This is the most common sense transciption of the verbal stream during a formally set up interview. This allows for analyses that focus on rhetorical form and other stylistic matters as well as on topical content. It also allows the analyst to trace the link between questions and other interventions from the interviewer and the responses. It erases most paraverbal and timing cues.

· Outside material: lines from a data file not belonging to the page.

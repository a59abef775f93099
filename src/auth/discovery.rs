//! Authorization server metadata discovery (RFC 8414)
//!
//! Resolves an authorization server's OAuth endpoints from its well-known
//! metadata document before any flow step that needs them. The document is
//! fetched lazily and never persisted across process restarts; a short
//! in-process cache avoids refetching on every flow step, but callers must
//! tolerate a fresh fetch per call.
//!
//! # References
//!
//! - RFC 8414 <https://www.rfc-editor.org/rfc/rfc8414>

use std::collections::HashMap;
use std::time::{Duration, Instant};

use serde::{Deserialize, Serialize};
use url::Url;

use crate::error::{AuthKitError, Result};

/// Default time-to-live for the in-process metadata cache.
pub const DEFAULT_CACHE_TTL: Duration = Duration::from_secs(60);

/// Metadata document describing an OAuth 2.1 authorization server.
///
/// Retrieved from `{base}/.well-known/oauth-authorization-server` by
/// [`MetadataResolver::fetch`].
///
/// # Examples
///
/// ```
/// use mcp_authkit::auth::discovery::AuthorizationServerMetadata;
///
/// let json = r#"{
///     "issuer": "https://auth.example.com",
///     "authorization_endpoint": "https://auth.example.com/authorize",
///     "token_endpoint": "https://auth.example.com/token",
///     "response_types_supported": ["code"]
/// }"#;
///
/// let meta: AuthorizationServerMetadata = serde_json::from_str(json).unwrap();
/// assert_eq!(meta.issuer, "https://auth.example.com");
/// ```
#[derive(Debug, Clone, Serialize, Deserialize)]
#[serde(rename_all = "snake_case")]
pub struct AuthorizationServerMetadata {
    /// The issuer identifier URI for this authorization server.
    pub issuer: String,

    /// The URL of the authorization endpoint (RFC 6749 section 3.1).
    pub authorization_endpoint: String,

    /// The URL of the token endpoint (RFC 6749 section 3.2).
    pub token_endpoint: String,

    /// Optional URL of the Dynamic Client Registration endpoint (RFC 7591).
    #[serde(default, skip_serializing_if = "Option::is_none")]
    pub registration_endpoint: Option<String>,

    /// URL of the server's JSON Web Key Set document, when published.
    #[serde(default, skip_serializing_if = "Option::is_none")]
    pub jwks_uri: Option<String>,

    /// List of OAuth scopes the server supports.
    #[serde(default, skip_serializing_if = "Option::is_none")]
    pub scopes_supported: Option<Vec<String>>,

    /// List of `response_type` values the server supports (e.g. `["code"]`).
    #[serde(default)]
    pub response_types_supported: Vec<String>,

    /// List of `grant_type` values the server supports.
    #[serde(default, skip_serializing_if = "Option::is_none")]
    pub grant_types_supported: Option<Vec<String>>,

    /// Token endpoint authentication methods the server supports.
    #[serde(default, skip_serializing_if = "Option::is_none")]
    pub token_endpoint_auth_methods_supported: Option<Vec<String>>,

    /// PKCE challenge methods the server supports (e.g. `["S256"]`).
    #[serde(default, skip_serializing_if = "Option::is_none")]
    pub code_challenge_methods_supported: Option<Vec<String>>,

    /// Additional server metadata fields not explicitly modelled above.
    #[serde(flatten)]
    pub extra: HashMap<String, serde_json::Value>,
}

/// Builds the RFC 8414 well-known metadata URL for an authorization server
/// base URL.
///
/// Query and fragment components of the base are discarded.
pub fn well_known_url(base: &Url) -> Url {
    let mut url = base.clone();
    url.set_path("/.well-known/oauth-authorization-server");
    url.set_query(None);
    url.set_fragment(None);
    url
}

/// Fetches and caches an authorization server's metadata document.
///
/// One resolver is owned by each [`OAuthClient`](crate::auth::client::OAuthClient)
/// instance. Fetches go through the shared HTTP client (which carries the
/// crate-wide request timeout); results are cached for
/// [`DEFAULT_CACHE_TTL`] unless caching is disabled.
///
/// # Examples
///
/// ```no_run
/// use mcp_authkit::auth::discovery::MetadataResolver;
///
/// # async fn example() -> mcp_authkit::error::Result<()> {
/// let http = reqwest::Client::new();
/// let base = url::Url::parse("https://auth.example.com")?;
/// let resolver = MetadataResolver::new(http, base);
/// let meta = resolver.fetch().await?;
/// println!("token endpoint: {}", meta.token_endpoint);
/// # Ok(())
/// # }
/// ```
pub struct MetadataResolver {
    http: reqwest::Client,
    base: Url,
    cache_ttl: Option<Duration>,
    cached: tokio::sync::Mutex<Option<(Instant, AuthorizationServerMetadata)>>,
}

impl MetadataResolver {
    /// Creates a resolver for the given authorization server base URL with
    /// the default cache TTL.
    pub fn new(http: reqwest::Client, base: Url) -> Self {
        Self {
            http,
            base,
            cache_ttl: Some(DEFAULT_CACHE_TTL),
            cached: tokio::sync::Mutex::new(None),
        }
    }

    /// Creates a resolver that never caches; every [`fetch`](Self::fetch)
    /// issues a network request.
    pub fn without_cache(http: reqwest::Client, base: Url) -> Self {
        Self {
            http,
            base,
            cache_ttl: None,
            cached: tokio::sync::Mutex::new(None),
        }
    }

    /// Returns the authorization server base URL this resolver targets.
    pub fn base(&self) -> &Url {
        &self.base
    }

    /// Fetches the authorization server metadata document.
    ///
    /// Issues a GET to `{base}/.well-known/oauth-authorization-server` and
    /// parses the body. A cached copy younger than the configured TTL is
    /// returned without a network round-trip.
    ///
    /// # Errors
    ///
    /// Returns [`AuthKitError::MetadataFetch`] when the request fails or
    /// the server responds with a non-2xx status, and
    /// [`AuthKitError::MetadataParse`] when the body is not a well-formed
    /// metadata document (missing `authorization_endpoint` or
    /// `token_endpoint`, or not JSON at all).
    pub async fn fetch(&self) -> Result<AuthorizationServerMetadata> {
        if self.cache_ttl.is_some() {
            let cached = self.cached.lock().await;
            if let Some((fetched_at, ref meta)) = *cached {
                if fetched_at.elapsed() < self.cache_ttl.unwrap_or_default() {
                    return Ok(meta.clone());
                }
            }
        }

        let url = well_known_url(&self.base);
        tracing::debug!(%url, "fetching authorization server metadata");

        let resp = self
            .http
            .get(url.clone())
            .send()
            .await
            .map_err(|e| AuthKitError::MetadataFetch(format!("request to {url} failed: {e}")))?;

        if !resp.status().is_success() {
            return Err(AuthKitError::MetadataFetch(format!(
                "{url} returned status {}",
                resp.status()
            ))
            .into());
        }

        let body = resp
            .text()
            .await
            .map_err(|e| AuthKitError::MetadataFetch(format!("failed to read body: {e}")))?;

        let meta: AuthorizationServerMetadata = serde_json::from_str(&body)
            .map_err(|e| AuthKitError::MetadataParse(format!("invalid metadata document: {e}")))?;

        if meta.authorization_endpoint.is_empty() || meta.token_endpoint.is_empty() {
            return Err(AuthKitError::MetadataParse(
                "metadata document has empty authorization_endpoint or token_endpoint".to_string(),
            )
            .into());
        }

        if self.cache_ttl.is_some() {
            let mut cached = self.cached.lock().await;
            *cached = Some((Instant::now(), meta.clone()));
        }

        Ok(meta)
    }
}
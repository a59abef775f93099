//! Session correlation between authorization redirects and pending flows
//!
//! An authorization redirect arrives out-of-band, carrying only `code` and
//! `state`. This module maps that `state` back to the in-memory flow that
//! issued it: the PKCE verifier and the owning [`OAuthClient`] instance.
//!
//! Storage sits behind the [`SessionStore`] trait so a deployment can swap
//! the in-memory map for a durable cross-process store without touching
//! the correlation logic. The bundled [`MemorySessionStore`] ties session
//! lifetime to the process: a callback landing in a different process than
//! the one that started the flow observes an unknown session.
//!
//! Sessions are strictly single-use. A callback delivery claims the
//! session atomically; when two deliveries race for the same `state`,
//! exactly one observes it and the other sees "not found".

use std::collections::HashMap;
use std::sync::Arc;
use std::time::{Duration, Instant};

use async_trait::async_trait;
use serde::Deserialize;

use crate::auth::client::{OAuthClient, TokenResponse};
use crate::error::{AuthKitError, Result};

/// Default time-to-live for stored sessions. Authorization attempts are
/// human-interaction bound; anything older than this is abandoned.
pub const DEFAULT_SESSION_TTL: Duration = Duration::from_secs(600);

/// A pending authorization attempt awaiting its redirect.
#[derive(Clone)]
pub struct AuthSession {
    /// CSRF state bound to the attempt; also the storage key.
    pub state: String,

    /// PKCE code verifier generated at flow start.
    pub code_verifier: String,

    /// The client instance that started the attempt and will perform the
    /// token exchange.
    pub client: Arc<OAuthClient>,

    /// When the session was stored; used for TTL eviction.
    pub created_at: Instant,
}

/// Storage interface for pending authorization sessions, keyed by `state`.
///
/// `remove` must be atomic with respect to concurrent callers: for a given
/// key, at most one caller receives the stored session.
#[async_trait]
pub trait SessionStore: Send + Sync {
    /// Inserts a session, silently overwriting any existing entry for the
    /// same state.
    async fn put(&self, session: AuthSession);

    /// Returns a copy of the session for `state`, if present and not
    /// expired.
    async fn get(&self, state: &str) -> Option<AuthSession>;

    /// Removes and returns the session for `state`, if present and not
    /// expired.
    async fn remove(&self, state: &str) -> Option<AuthSession>;
}

/// In-memory, process-local session store with TTL eviction.
///
/// Expired entries are pruned opportunistically on every write and never
/// returned from reads, so an abandoned attempt cannot be redeemed after
/// the TTL even if its entry has not been swept yet.
pub struct MemorySessionStore {
    ttl: Duration,
    sessions: tokio::sync::RwLock<HashMap<String, AuthSession>>,
}

impl MemorySessionStore {
    /// Creates a store with [`DEFAULT_SESSION_TTL`].
    pub fn new() -> Self {
        Self::with_ttl(DEFAULT_SESSION_TTL)
    }

    /// Creates a store with a custom session TTL.
    pub fn with_ttl(ttl: Duration) -> Self {
        Self {
            ttl,
            sessions: tokio::sync::RwLock::new(HashMap::new()),
        }
    }

    fn is_live(&self, session: &AuthSession) -> bool {
        session.created_at.elapsed() < self.ttl
    }
}

impl Default for MemorySessionStore {
    fn default() -> Self {
        Self::new()
    }
}

#[async_trait]
impl SessionStore for MemorySessionStore {
    async fn put(&self, session: AuthSession) {
        let mut sessions = self.sessions.write().await;
        let ttl = self.ttl;
        sessions.retain(|_, s| s.created_at.elapsed() < ttl);
        sessions.insert(session.state.clone(), session);
    }

    async fn get(&self, state: &str) -> Option<AuthSession> {
        let sessions = self.sessions.read().await;
        sessions
            .get(state)
            .filter(|s| self.is_live(s))
            .cloned()
    }

    async fn remove(&self, state: &str) -> Option<AuthSession> {
        let mut sessions = self.sessions.write().await;
        sessions
            .remove(state)
            .filter(|s| self.is_live(s))
    }
}

/// Query parameters delivered to the callback endpoint.
///
/// All fields are optional at the wire level; [`SessionCorrelator::handle_callback`]
/// decides which combinations are acceptable.
#[derive(Debug, Clone, Default, Deserialize)]
pub struct CallbackParams {
    /// Authorization code, present on success.
    pub code: Option<String>,

    /// CSRF state round-tripped through the redirect.
    pub state: Option<String>,

    /// OAuth error code, present when the user or server denied the
    /// request.
    pub error: Option<String>,

    /// Optional human-readable denial description.
    pub error_description: Option<String>,
}

impl CallbackParams {
    /// Convenience constructor for a successful redirect.
    pub fn success(code: impl Into<String>, state: impl Into<String>) -> Self {
        Self {
            code: Some(code.into()),
            state: Some(state.into()),
            error: None,
            error_description: None,
        }
    }
}

/// Bridges asynchronous authorization redirects back to the flow that
/// issued them.
///
/// One correlator serves any number of [`OAuthClient`] instances; each
/// stored session carries its owning client. The correlator and the
/// clients it references must live in the same process when backed by
/// [`MemorySessionStore`].
///
/// # Examples
///
/// ```no_run
/// use std::sync::Arc;
/// use mcp_authkit::auth::client::OAuthClient;
/// use mcp_authkit::auth::session::{CallbackParams, SessionCorrelator};
/// # async fn example(client: Arc<OAuthClient>) -> mcp_authkit::error::Result<()> {
/// let correlator = SessionCorrelator::new();
///
/// let started = correlator.begin_authorization(Arc::clone(&client)).await?;
/// // ...user authorizes in a browser, redirect arrives...
/// let tokens = correlator
///     .handle_callback(CallbackParams::success("abc123", started.state))
///     .await?;
/// # Ok(())
/// # }
/// ```
pub struct SessionCorrelator {
    store: Arc<dyn SessionStore>,
}

impl SessionCorrelator {
    /// Creates a correlator backed by a fresh [`MemorySessionStore`].
    pub fn new() -> Self {
        Self {
            store: Arc::new(MemorySessionStore::new()),
        }
    }

    /// Creates a correlator backed by the given store.
    pub fn with_store(store: Arc<dyn SessionStore>) -> Self {
        Self { store }
    }

    /// Starts an authorization attempt on `client` and stores the session
    /// for later correlation. Returns the started attempt so the caller
    /// can surface the authorization URL.
    pub async fn begin_authorization(
        &self,
        client: Arc<OAuthClient>,
    ) -> Result<crate::auth::client::StartedAuthorization> {
        let started = client.start_authorization().await?;
        self.store_session(&started.state, &started.code_verifier, client)
            .await;
        Ok(started)
    }

    /// Stores a pending session keyed by `state`. A colliding state is
    /// silently overwritten; with the entropy in
    /// [`generate_state`](crate::auth::pkce::generate_state) collisions
    /// are negligible.
    pub async fn store_session(
        &self,
        state: &str,
        code_verifier: &str,
        client: Arc<OAuthClient>,
    ) {
        self.store
            .put(AuthSession {
                state: state.to_string(),
                code_verifier: code_verifier.to_string(),
                client,
                created_at: Instant::now(),
            })
            .await;
    }

    /// Looks up the pending session for `state` without consuming it.
    ///
    /// Absence is a legitimate outcome (expired, foreign, or already
    /// consumed state), not an error.
    pub async fn get_session(&self, state: &str) -> Option<AuthSession> {
        self.store.get(state).await
    }

    /// Processes a callback delivery.
    ///
    /// Denials short-circuit before any session lookup. A deliverable
    /// callback claims its session atomically (single-use) and runs the
    /// owning client's token exchange; the session is gone afterwards
    /// regardless of the exchange outcome, so a state value can never be
    /// replayed.
    ///
    /// # Errors
    ///
    /// - [`AuthKitError::AuthorizationDenied`] when `error` is present.
    /// - [`AuthKitError::MalformedCallback`] when `code` or `state` is
    ///   missing.
    /// - [`AuthKitError::UnknownSession`] when no live session matches the
    ///   state.
    /// - Any error from the owning client's
    ///   [`exchange_code_for_tokens`](OAuthClient::exchange_code_for_tokens).
    pub async fn handle_callback(&self, params: CallbackParams) -> Result<TokenResponse> {
        if let Some(error) = params.error {
            return Err(AuthKitError::AuthorizationDenied {
                error,
                description: params.error_description,
            }
            .into());
        }

        let code = params
            .code
            .ok_or_else(|| AuthKitError::MalformedCallback("missing code parameter".to_string()))?;
        let state = params
            .state
            .ok_or_else(|| AuthKitError::MalformedCallback("missing state parameter".to_string()))?;

        let session = match self.store.remove(&state).await {
            Some(session) => session,
            None => {
                tracing::warn!(%state, "callback for unknown or consumed session");
                return Err(AuthKitError::UnknownSession.into());
            }
        };

        session
            .client
            .exchange_code_for_tokens(&code, &session.code_verifier, &state, &session.state)
            .await
    }
}

impl Default for SessionCorrelator {
    fn default() -> Self {
        Self::new()
    }
}
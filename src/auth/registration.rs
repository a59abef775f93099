//! Dynamic client registration (RFC 7591)
//!
//! Registers an OAuth client with an authorization server at runtime when
//! no client identifier was pre-configured. Registration is optional: a
//! server that does not advertise a `registration_endpoint` causes
//! [`AuthKitError::RegistrationUnsupported`], and the caller falls back to
//! whatever credentials it already has.
//!
//! # References
//!
//! - RFC 7591 <https://www.rfc-editor.org/rfc/rfc7591>

use serde::Deserialize;

use crate::auth::discovery::AuthorizationServerMetadata;
use crate::config::OAuthConfig;
use crate::error::{AuthKitError, Result};

/// Credentials returned by a successful registration.
///
/// The OAuth client decides whether to adopt these or keep its
/// pre-configured identifiers.
#[derive(Debug, Clone, Deserialize)]
pub struct RegisteredClient {
    /// Client identifier issued by the authorization server.
    pub client_id: String,

    /// Client secret, present only when the server registered this client
    /// as confidential.
    #[serde(default)]
    pub client_secret: Option<String>,
}

/// Registers a client with the authorization server's registration
/// endpoint.
///
/// The request body carries the client name, optional client URI, the
/// exact redirect URI from the configuration, `grant_types`
/// `["authorization_code"]`, `response_types` `["code"]`, and the
/// requested scope.
///
/// # Errors
///
/// - [`AuthKitError::RegistrationUnsupported`] when the metadata has no
///   `registration_endpoint`.
/// - [`AuthKitError::Registration`] with the upstream status and body when
///   the endpoint rejects the request.
pub async fn register_client(
    http: &reqwest::Client,
    metadata: &AuthorizationServerMetadata,
    config: &OAuthConfig,
) -> Result<RegisteredClient> {
    let endpoint = metadata
        .registration_endpoint
        .as_deref()
        .ok_or(AuthKitError::RegistrationUnsupported)?;

    let mut body = serde_json::json!({
        "client_name": config.client_name,
        "redirect_uris": [config.redirect_uri.as_str()],
        "grant_types": ["authorization_code"],
        "response_types": ["code"],
        "scope": config.scope,
    });
    if let Some(ref client_uri) = config.client_uri {
        body["client_uri"] = serde_json::Value::String(client_uri.clone());
    }

    tracing::debug!(endpoint, client_name = %config.client_name, "registering OAuth client");

    let resp = http
        .post(endpoint)
        .json(&body)
        .send()
        .await
        .map_err(AuthKitError::Http)?;

    let status = resp.status();
    if !status.is_success() {
        let body = resp.text().await.unwrap_or_default();
        return Err(AuthKitError::Registration {
            status: status.as_u16(),
            body,
        }
        .into());
    }

    let registered: RegisteredClient = resp.json().await.map_err(|e| {
        AuthKitError::Registration {
            status: status.as_u16(),
            body: format!("failed to parse registration response: {e}"),
        }
    })?;

    tracing::debug!(client_id = %registered.client_id, "client registered");
    Ok(registered)
}
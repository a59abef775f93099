//! Error types for mcp-authkit
//!
//! This module defines all error types used throughout the crate, using
//! `thiserror` for ergonomic error handling. The variants follow the
//! OAuth 2.1 failure taxonomy: discovery, registration, authorization,
//! token lifecycle, and callback correlation each have their own kinds so
//! callers can react to them individually.

use thiserror::Error;

/// Main error type for mcp-authkit operations
///
/// This enum encompasses all possible errors that can occur during
/// authorization server discovery, dynamic client registration, the
/// authorization code flow, token refresh, callback correlation, and
/// bearer-token validation at the resource server.
#[derive(Error, Debug)]
pub enum AuthKitError {
    /// Configuration-related errors (invalid URLs, missing fields)
    #[error("Configuration error: {0}")]
    Config(String),

    /// Authorization server metadata could not be fetched (non-2xx or I/O)
    #[error("Metadata fetch failed: {0}")]
    MetadataFetch(String),

    /// Authorization server metadata was fetched but is not a usable
    /// metadata document (missing endpoints, malformed JSON)
    #[error("Metadata parse failed: {0}")]
    MetadataParse(String),

    /// The authorization server does not offer a registration endpoint
    #[error("Dynamic client registration not supported by authorization server")]
    RegistrationUnsupported,

    /// The registration endpoint rejected the registration request
    #[error("Client registration rejected with status {status}: {body}")]
    Registration {
        /// HTTP status returned by the registration endpoint
        status: u16,
        /// Response body returned by the registration endpoint
        body: String,
    },

    /// The `state` returned in the callback does not match the one issued
    /// for this authorization attempt. Fatal to the attempt; never retried.
    #[error("CSRF state mismatch: expected {expected}, received {received}")]
    CsrfMismatch {
        /// The state value issued at authorization start
        expected: String,
        /// The state value delivered in the callback
        received: String,
    },

    /// The authorization server redirected back with an error (user denial,
    /// server policy rejection)
    #[error("Authorization denied: {error}{}", .description.as_deref().map(|d| format!(" ({d})")).unwrap_or_default())]
    AuthorizationDenied {
        /// OAuth error code from the callback query string
        error: String,
        /// Optional human-readable `error_description`
        description: Option<String>,
    },

    /// The callback request is missing `code` or `state`
    #[error("Malformed authorization callback: {0}")]
    MalformedCallback(String),

    /// No pending session is associated with the callback `state`. Occurs
    /// when the session was already consumed, expired, or belongs to a
    /// different process.
    #[error("Unknown or expired authorization session for the received state")]
    UnknownSession,

    /// The token endpoint rejected the authorization code exchange
    #[error("Token exchange failed: {error}{}", .description.as_deref().map(|d| format!(" ({d})")).unwrap_or_default())]
    TokenExchange {
        /// OAuth error code from the token endpoint response body
        error: String,
        /// Optional `error_description` from the response body
        description: Option<String>,
    },

    /// The token endpoint rejected the refresh request. Previously stored
    /// tokens are left untouched when this is returned.
    #[error("Token refresh failed: {error}{}", .description.as_deref().map(|d| format!(" ({d})")).unwrap_or_default())]
    TokenRefresh {
        /// OAuth error code from the token endpoint response body
        error: String,
        /// Optional `error_description` from the response body
        description: Option<String>,
    },

    /// A refresh was requested but no refresh token is held
    #[error("No refresh token available")]
    NoRefreshToken,

    /// A valid access token was requested but no token has ever been stored
    #[error("Not authenticated: no access token available")]
    NotAuthenticated,

    /// The interactive authorization flow did not complete within the
    /// configured wait window
    #[error("Authorization timed out after {0} seconds")]
    AuthorizationTimeout(u64),

    /// IO errors
    #[error("IO error: {0}")]
    Io(#[from] std::io::Error),

    /// JSON serialization/deserialization errors
    #[error("Serialization error: {0}")]
    Serialization(#[from] serde_json::Error),

    /// YAML parsing errors
    #[error("YAML error: {0}")]
    Yaml(#[from] serde_yaml::Error),

    /// HTTP request errors
    #[error("HTTP error: {0}")]
    Http(#[from] reqwest::Error),

    /// Keyring/credential storage errors
    #[error("Keyring error: {0}")]
    Keyring(#[from] keyring::Error),
}

/// Result type alias for mcp-authkit operations
///
/// This is a convenience alias that uses `anyhow::Error` as the error type,
/// allowing for rich error context and easy error propagation.
pub type Result<T> = anyhow::Result<T>;
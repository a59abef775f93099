//! OAuth 2.1 client-side authorization
//!
//! Everything the client role needs to obtain and maintain bearer tokens
//! via the Authorization Code grant with PKCE, including the callback
//! receiver that completes the exchange.
//!
//! # Module Layout
//!
//! - [`pkce`]         -- PKCE `S256` challenge and CSRF state generation
//! - [`discovery`]    -- RFC 8414 authorization server metadata resolution
//! - [`registration`] -- RFC 7591 dynamic client registration
//! - [`client`]       -- Authorization code flow and token lifecycle
//! - [`session`]      -- State-keyed correlation of redirects to flows
//! - [`callback`]     -- HTTP redirect endpoint for interactive flows
//! - [`token_store`]  -- Optional token persistence via OS keyring

pub mod callback;
pub mod client;
pub mod discovery;
pub mod pkce;
pub mod registration;
pub mod session;
pub mod token_store;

It also makes it difficult to detect the presence of verbally silent participants.



H.:   ... how people are related to each other and how people
      are different from each other.  One thing that I have been
      wondering, we have been in Cl***** for four weeks and we
      know about four people and, you know more than that?

P.:   I know them all to see.

H.:   Do you know something about them?

P.:   I don't know them all to visit and I certainly don't know
      them all to talk to and I think it's because, mainly, I
      have five children and I have a job and I am so busy, I
      don't have time which is terrible.

H.:   It's funny, it's rather large.

P.:   The people I get to know, like you and M*** and S*** I
      always visit like we have our little coffee mornings and
      you know I'll ring them up if I can't see them, if I feel
      out of touch, I feel guilty, give them a ring, you know so
      that they know that I am still thinking about them but
      that I am not able to meet them.

S.:   Do you see S*** regularly?

P.:   I see her about twice a week.

S.:   Oh, you do, that much!

P.:   Yes, she comes down she rings me up if she is feeling like
      company or under the weather and she says 'can I come down
      and see you.'  'Yes of course'

S.:   You are extremely well thought of in the neighborhood.

P.:   With all my children, I am afraid what they think of me.
      Children up on walls and climbing

S.:   I was over to see A** K**** to take back a cookbook the
      other day and she said 'Peggy Larkin' she said 'if
      anything ever happened to me that was really serious,
      she'd be the one person I'd go to.'

P.:   Well, I hope everybody would think because even if I
      didn't know anybody, and Soan is the same, if something
      happened to them, even if we wouldn't  xxxx to them even
      in the same of calling to their house before whatever was
      going to happen, if it happened we would certainly be
      there, the two of us, to help them out.

S.:   Well, she certainly knows that.

P.:   You know, we would certainly if we... we wouldn't have
      money to give them but we would have ourselves, our
      company.

H.:   That's more important

S.:   Anyway

P.:   That's the way we feel.  We have always been like that,
      both, you know.

      Susan, this [the tea and cookies] is absolutely gorgeous.
      You are going to make me put on more weight.

S.:   I haven't yet gotten into cooking homemade things.

P.:   Have you?

S.:   No, I haven't. No, I cook fresh dinners but, with the meat
      and all that...

P.:   But you haven't gotten into home baking.

S.:   Not the scones and everything.

P.:   You have to be in the mood for it.

S.:   Not yet, I am not in the mood for it.

P.:   You have to be in the mood. Haven't you. Well, Herve
      doesn't know about that.

H.:   I am generally in the mood to eat it.

P.:   Yeah, that's right.

S.:   He wants an apple pie.

P.:   You know, when I came here to live, I didn't like it at
      all, I don't know why. I just thought, may be it's coming
      home. And then, I wouldn't leave here now because I love
      the place.

S.:   You mean when you first moved in?

P.:   Yes, oh God, it's all these new people, you know, trying
      to get everything but now I really love it here.  I love
      it because I can see my children all the time, the little
      ones I can see at the back of the house and I know that
      they are within restricted area and they don't move out of
      it. And I love it.

S.:   So, security is really important.